» Your assignment:
Your job is to return every line in the data holding the string "runtime".

Saved entries:
╔══

//! Prompt templates for the generative model.

pub mod image;
pub mod recipe;

pub use image::{render_image_prompt, IMAGE_ASPECT_RATIO};
pub use recipe::{recipe_response_schema, render_recipe_prompt};
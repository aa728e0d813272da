//! In-memory store, used by tests and throwaway sessions.

use std::collections::HashMap;
use std::sync::RwLock;

use super::KeyValueStore;
use crate::error::StoreError;

#[derive(Debug, Default)]
pub struct MemoryStore {
    values: RwLock<HashMap<String, String>>,
}

impl MemoryStore {
    pub fn new() -> Self {
        Self::default()
    }

    /// Number of keys written so far.
    pub fn len(&self) -> usize {
        self.values.read().map(|v| v.len()).unwrap_or(0)
    }

    pub fn is_empty(&self) -> bool {
        self.len() == 0
    }
}

impl KeyValueStore for MemoryStore {
    fn get(&self, key: &str) -> Result<Option<String>, StoreError> {
        Ok(self
            .values
            .read()
            .map_err(|_| poisoned())?
            .get(key)
            .cloned())
    }

    fn set(&self, key: &str, value: &str) -> Result<(), StoreError> {
        self.values
            .write()
            .map_err(|_| poisoned())?
            .insert(key.to_string(), value.to_string());
        Ok(())
    }
}

fn poisoned() -> StoreError {
    StoreError::Io(std::io::Error::other("memory store lock poisoned"))
}
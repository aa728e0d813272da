use std::fmt;

use super::CycleToken;
use crate::ai::RecipeRequest;
use crate::store::Slot;

/// Work requested by a transition. The runtime performs it; `update` never does.
#[derive(Debug, Clone, PartialEq)]
pub enum Effect {
    RequestRecipe {
        token: CycleToken,
        request: RecipeRequest,
    },
    RequestImage {
        token: CycleToken,
        title: String,
        description: String,
    },
    /// The collection behind this slot changed and must be written out.
    Persist(Slot),
    /// The front end must ask the user before going on.
    Confirm(Confirmation),
    /// The front end should tell the user something happened.
    Notify(Notice),
}

impl Effect {
    /// Whether the front end, rather than the runtime, handles this effect.
    pub fn is_for_front_end(&self) -> bool {
        matches!(self, Effect::Confirm(_) | Effect::Notify(_))
    }
}

#[derive(Debug, Clone, Copy, PartialEq, Eq)]
pub enum Confirmation {
    /// Answer with `Msg::ConfirmClearShoppingList`.
    ClearShoppingList,
}

impl Confirmation {
    pub fn question(&self) -> &'static str {
        match self {
            Confirmation::ClearShoppingList => "Are you sure you want to clear your entire list?",
        }
    }
}

#[derive(Debug, Clone, Copy, PartialEq, Eq)]
pub enum Notice {
    IngredientsAdded { count: usize },
}

impl fmt::Display for Notice {
    fn fmt(&self, f: &mut fmt::Formatter<'_>) -> fmt::Result {
        match self {
            Notice::IngredientsAdded { count } => {
                write!(f, "Ingredients added to your shopping list! ({} items)", count)
            }
        }
    }
}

╚══

» Exercise solution:
/// Work requested by a transition. The runtime performs it; `update` never does.
    /// Whether the front end, rather than the runtime, handles this effect.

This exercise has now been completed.